The answer to his question must be obvious without uttering a word. My face – flushed with the embarrassment of having wandered off a straight and well-lit mental path – is a dead giveaway. I want to explain, no, it’s not symptoms of early onset Alzheimer’s. I want to shuffle my feet and do that little ta-da! dance step to suggest my stupid look has all been a vaudeville act. But instead I glance at the floor, not sure what to say. He touches my shoulder, grabs his coffee- to-go, then goes.

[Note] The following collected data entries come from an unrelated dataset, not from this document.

//! Case schema definitions.

use fsi_coupling::CouplingSettings;
use serde::{Deserialize, Serialize};

/// A complete coupled case: geometry, prescribed loads and driver settings.
#[derive(Debug, Clone, Serialize, Deserialize, PartialEq)]
pub struct CaseDef {
    pub version: u32,
    pub name: String,
    pub model: ModelDef,
    #[serde(default)]
    pub coupling: CouplingSettings,
}

#[derive(Debug, Clone, Serialize, Deserialize, PartialEq)]
pub struct ModelDef {
    /// Initial nodal positions in the body frame
    pub nodes: Vec<[f64; 3]>,
    /// Undeformed nodal positions; the initial displacement is `nodes - reference_nodes`
    #[serde(default, skip_serializing_if = "Option::is_none")]
    pub reference_nodes: Option<Vec<[f64; 3]>>,
    #[serde(default)]
    pub vertices: Vec<VertexDef>,
    /// Frame-of-reference velocity, linear then angular
    #[serde(default)]
    pub for_vel: [f64; 6],
    /// Steady nodal loads, one row per node
    #[serde(default, skip_serializing_if = "Option::is_none")]
    pub steady_forces: Option<Vec<[f64; 6]>>,
    /// Prescribed unsteady nodal loads, one table per step
    #[serde(default, skip_serializing_if = "Option::is_none")]
    pub dynamic_forces: Option<Vec<Vec<[f64; 6]>>>,
}

/// Aerodynamic grid vertex attached to a structural node.
#[derive(Debug, Clone, Serialize, Deserialize, PartialEq)]
pub struct VertexDef {
    pub position: [f64; 3],
    pub node: usize,
}
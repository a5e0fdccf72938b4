//! Error types for the coupling driver.

use thiserror::Error;

/// Errors encountered while driving the coupled simulation.
///
/// Only `Divergence` is raised by the iteration itself; exhausting the
/// substep budget is logged and never surfaces here.
#[derive(Error, Debug)]
pub enum CouplingError {
    #[error("Not converged: non-finite structural state at step {ts}, substep {substep}")]
    Divergence { ts: usize, substep: usize },

    #[error("Invalid settings: {what}")]
    InvalidSettings { what: String },

    #[error("Unknown {kind} solver: {id}")]
    UnknownSolver { kind: &'static str, id: String },

    #[error("Collaborator {name} failed: {message}")]
    Collaborator { name: String, message: String },

    #[error("History error: {what}")]
    History { what: String },

    #[error("Shape mismatch: {what}")]
    Shape { what: String },

    #[error("State error: {0}")]
    State(#[from] fsi_state::StateError),
}

pub type CouplingResult<T> = Result<T, CouplingError>;

impl From<fsi_core::CoreError> for CouplingError {
    fn from(e: fsi_core::CoreError) -> Self {
        CouplingError::Shape {
            what: e.to_string(),
        }
    }
}

impl CouplingError {
    /// Wrap a collaborator failure with the collaborator's identifier.
    pub fn collaborator(name: impl Into<String>, message: impl ToString) -> Self {
        CouplingError::Collaborator {
            name: name.into(),
            message: message.to_string(),
        }
    }
}
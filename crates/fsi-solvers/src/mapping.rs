//! Vertex-to-node load transfer.

use crate::error::SolverError;
use fsi_coupling::{CouplingResult, ForceMapper};
use fsi_state::FORCE_COLUMNS;
use nalgebra::{DMatrix, Matrix3, Vector3};

/// Lumps each vertex load onto its structural node.
///
/// Forces are rotated into the body frame; the moment picks up the lever arm
/// from the node to the vertex.
#[derive(Debug, Clone, Copy, Default)]
pub struct VertexForceMapper;

impl ForceMapper for VertexForceMapper {
    fn map(
        &self,
        forces: &DMatrix<f64>,
        struct2aero: &[usize],
        zeta: &[Vector3<f64>],
        pos: &[Vector3<f64>],
        _psi: &[Vector3<f64>],
        cag: &Matrix3<f64>,
    ) -> CouplingResult<DMatrix<f64>> {
        let num_vertex = zeta.len();
        if forces.nrows() != num_vertex || forces.ncols() != FORCE_COLUMNS {
            return Err(SolverError::InvalidArg {
                what: format!(
                    "vertex forces are {}x{}, expected {num_vertex}x{FORCE_COLUMNS}",
                    forces.nrows(),
                    forces.ncols()
                ),
            }
            .into());
        }
        if struct2aero.len() != num_vertex {
            return Err(SolverError::InvalidArg {
                what: format!(
                    "{} vertex-to-node entries for {num_vertex} vertices",
                    struct2aero.len()
                ),
            }
            .into());
        }

        let mut nodal = DMatrix::zeros(pos.len(), FORCE_COLUMNS);
        for (v, &node) in struct2aero.iter().enumerate() {
            if node >= pos.len() {
                return Err(SolverError::InvalidArg {
                    what: format!("vertex {v} maps to node {node} of {}", pos.len()),
                }
                .into());
            }
            let f_g = Vector3::new(forces[(v, 0)], forces[(v, 1)], forces[(v, 2)]);
            let m_g = Vector3::new(forces[(v, 3)], forces[(v, 4)], forces[(v, 5)]);
            let f_a = cag * f_g;
            let m_a = cag * m_g + (zeta[v] - pos[node]).cross(&f_a);
            for i in 0..3 {
                nodal[(node, i)] += f_a[i];
                nodal[(node, 3 + i)] += m_a[i];
            }
        }
        Ok(nodal)
    }
}

#[cfg(test)]
mod tests {
    use super::*;

    #[test]
    fn lumps_force_and_lever_arm_moment() {
        let mut forces = DMatrix::zeros(2, 6);
        forces[(0, 2)] = 1.0;
        forces[(1, 2)] = 2.0;
        let zeta = [Vector3::new(1.0, 0.0, 0.0), Vector3::new(0.0, 0.0, 0.0)];
        let pos = [Vector3::zeros()];
        let out = VertexForceMapper
            .map(&forces, &[0, 0], &zeta, &pos, &[Vector3::zeros()], &Matrix3::identity())
            .unwrap();
        assert_eq!(out.shape(), (1, 6));
        assert_eq!(out[(0, 2)], 3.0);
        // r = +x, F = +z: moment about -y
        assert_eq!(out[(0, 4)], -1.0);
    }

    #[test]
    fn rotates_into_body_frame() {
        let mut forces = DMatrix::zeros(1, 6);
        forces[(0, 0)] = 1.0;
        let cag = Matrix3::new(0.0, 1.0, 0.0, -1.0, 0.0, 0.0, 0.0, 0.0, 1.0);
        let out = VertexForceMapper
            .map(&forces, &[0], &[Vector3::zeros()], &[Vector3::zeros()], &[Vector3::zeros()], &cag)
            .unwrap();
        assert_eq!(out[(0, 0)], 0.0);
        assert_eq!(out[(0, 1)], -1.0);
    }

    #[test]
    fn rejects_mismatched_lengths() {
        let forces = DMatrix::zeros(2, 6);
        let zeta = [Vector3::zeros(); 2];
        let err = VertexForceMapper
            .map(&forces, &[0], &zeta, &[Vector3::zeros()], &[], &Matrix3::identity())
            .unwrap_err();
        assert!(err.to_string().contains("vertex-to-node"));
    }
}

The learning curve for coming to grips with this gradual dimming of my auditory self has taken a long time. Blame the hearing loss on too many decibels of Def Leppard, working in the company of rackety machinery, or shooting my pneumatic staple gun in the wrong direction. Whatever the cause, the origin of the problem has lost all sense of importance. What I want to figure out now is how to behave so I don’t end up as a reincarnation of my father-in-law, who insisted until the day he vanished from this earth that his hearing problem was simply everyone else’s inability to speak up.

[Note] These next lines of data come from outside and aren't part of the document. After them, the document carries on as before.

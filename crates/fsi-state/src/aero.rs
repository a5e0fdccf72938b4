//! Aerodynamic snapshot for one recorded timestep.

use crate::structural::FORCE_COLUMNS;
use nalgebra::{DMatrix, Vector3};

/// Surface grid, loads and wake at one timestep.
#[derive(Clone, Debug, PartialEq)]
pub struct AeroTimestepState {
    /// Grid vertex coordinates, body-frame axes
    pub zeta: Vec<Vector3<f64>>,
    /// Steady forces at each grid vertex, `num_vertex x 6`
    pub forces: DMatrix<f64>,
    /// Unsteady forces at each grid vertex, `num_vertex x 6`
    pub dynamic_forces: DMatrix<f64>,
    /// Wake geometry
    pub wake: Vec<Vector3<f64>>,
}

impl AeroTimestepState {
    pub fn new(num_vertex: usize) -> Self {
        Self {
            zeta: vec![Vector3::zeros(); num_vertex],
            forces: DMatrix::zeros(num_vertex, FORCE_COLUMNS),
            dynamic_forces: DMatrix::zeros(num_vertex, FORCE_COLUMNS),
            wake: Vec::new(),
        }
    }

    pub fn num_vertex(&self) -> usize {
        self.zeta.len()
    }
}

I vividly remember when I first noticed his disconnect with a sound reality. Newlyweds nearly 40 years ago, Pam and I traveled to Chicago for a family visit. He’d mixed gin fizzes and we’d all moved outside to occupy lawn chairs. Sitting directly across from us, he was delivering a lecture about “educated dummies” being left in charge of America’s schools. I had just taken my first teaching job. No doubt he was trying to get on my good side, choosing a topic that held my interest.

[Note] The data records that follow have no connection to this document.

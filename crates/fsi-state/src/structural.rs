//! Structural snapshot for one recorded timestep.

use nalgebra::{DMatrix, DVector, Matrix3, Quaternion, UnitQuaternion, Vector3, Vector6};

/// Columns of an applied-force array: force xyz followed by moment xyz.
pub const FORCE_COLUMNS: usize = 6;

/// State of the structure at one timestep.
///
/// Forces are indexed by structural node, one row per node.
#[derive(Clone, Debug, PartialEq)]
pub struct StructuralTimestepState {
    /// Generalized coordinates
    pub q: DVector<f64>,
    /// First time derivative of `q`
    pub dqdt: DVector<f64>,
    /// Second time derivative of `q`
    pub dqddt: DVector<f64>,
    /// Nodal positions in the body (A) frame
    pub pos: Vec<Vector3<f64>>,
    /// Nodal orientations as Cartesian rotation vectors
    pub psi: Vec<Vector3<f64>>,
    /// Steady applied forces, `num_node x 6`
    pub steady_applied_forces: DMatrix<f64>,
    /// Unsteady applied forces, `num_node x 6`
    pub unsteady_applied_forces: DMatrix<f64>,
    /// Frame-of-reference velocity (linear xyz, angular xyz) in the A frame
    pub for_vel: Vector6<f64>,
    /// Frame-of-reference position in the inertial (G) frame
    pub for_pos: Vector3<f64>,
    /// Orientation of the A frame relative to G, `(w, i, j, k)`
    pub quat: Quaternion<f64>,
}

impl StructuralTimestepState {
    /// Zero state for `num_node` nodes and `num_dof` generalized coordinates.
    pub fn new(num_node: usize, num_dof: usize) -> Self {
        Self {
            q: DVector::zeros(num_dof),
            dqdt: DVector::zeros(num_dof),
            dqddt: DVector::zeros(num_dof),
            pos: vec![Vector3::zeros(); num_node],
            psi: vec![Vector3::zeros(); num_node],
            steady_applied_forces: DMatrix::zeros(num_node, FORCE_COLUMNS),
            unsteady_applied_forces: DMatrix::zeros(num_node, FORCE_COLUMNS),
            for_vel: Vector6::zeros(),
            for_pos: Vector3::zeros(),
            quat: Quaternion::identity(),
        }
    }

    pub fn num_node(&self) -> usize {
        self.pos.len()
    }

    /// Rotation matrix taking inertial (G) components to body (A) components.
    pub fn cag(&self) -> Matrix3<f64> {
        self.cga().transpose()
    }

    /// Rotation matrix taking body (A) components to inertial (G) components.
    pub fn cga(&self) -> Matrix3<f64> {
        UnitQuaternion::from_quaternion(self.quat)
            .to_rotation_matrix()
            .into_inner()
    }

    /// Normalise the trailing quaternion block of `dqdt` and copy it into `quat`.
    ///
    /// Free-flying formulations store the orientation quaternion as the last
    /// four entries of `dqdt`. Does nothing when there is no such block or
    /// it has zero norm.
    pub fn normalise_quaternion(&mut self) {
        let n = self.dqdt.len();
        if n < 4 {
            return;
        }
        let mut block = self.dqdt.rows_mut(n - 4, 4);
        let norm = block.norm();
        if norm == 0.0 {
            return;
        }
        block /= norm;
        self.quat = Quaternion::new(block[0], block[1], block[2], block[3]);
    }

    /// Sum of one column of the steady applied forces.
    pub fn total_steady_force(&self, column: usize) -> f64 {
        self.steady_applied_forces.column(column).sum()
    }
}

Thankfully, O’Hare airport ran a flight path directly over his Arlington Heights residence. One minute I could hear him, the next minute any semblance of what he might be saying had been obliterated by the roar of a jet. The din prompted by the plane’s passing amazed me, but what surprised me even more during its full minute of ascent was that my father-in-law’s lips never stopped moving. He just continued explaining what’s wrong with education, as if the bell jar of the heavens had not been temporarily shattered.
Presbycusis is the word for a gradual hearing loss that occurs as people get older, one in three from the ages of 65- 74, nearly half over the age of 75. Because this kind of loss is gradual, many age-related hearing problems sneak up on us, prompting people like my father-in- law to be stuck in a state of denial.
The most awkward part for me is trying to mask my disability by pretending I know what somebody has said, even when I don’t. I’ll nod my head, or say something neutral like “oh” or “uhhuh”, making sure the huh part doesn’t come off as a question. I should just come clean with everyone I’m talking to, explain how it will require a few more repetitions before the comprehension light bulb goes on in my head.
Background noise creates havoc, and it doesn’t require the interruption of anything as dramatic as a jet. Simple traffic noise from the street if I’m standing outside can undermine my hearing, or the collective conversation of an animated group of people talking together in the same room. Background music does it too, and the sad thing is that I love music, even if singers mash their words.
Once again, I’m sounding like my father-in-law. This struggle with hearing is nearly impossible to explain, how certain sounds begin to merge, like distinguishing between the “s” and the “th”. That moment of uncertainty is always present, when I wonder, for instance, how cutting back on the consumption of ice cream could ever make a person sin, how a drummer’s use of a thimble might prove to be innovative, or how sometimes, just trying to figure out why someone said what I thought I heard them say makes me sink I am thick.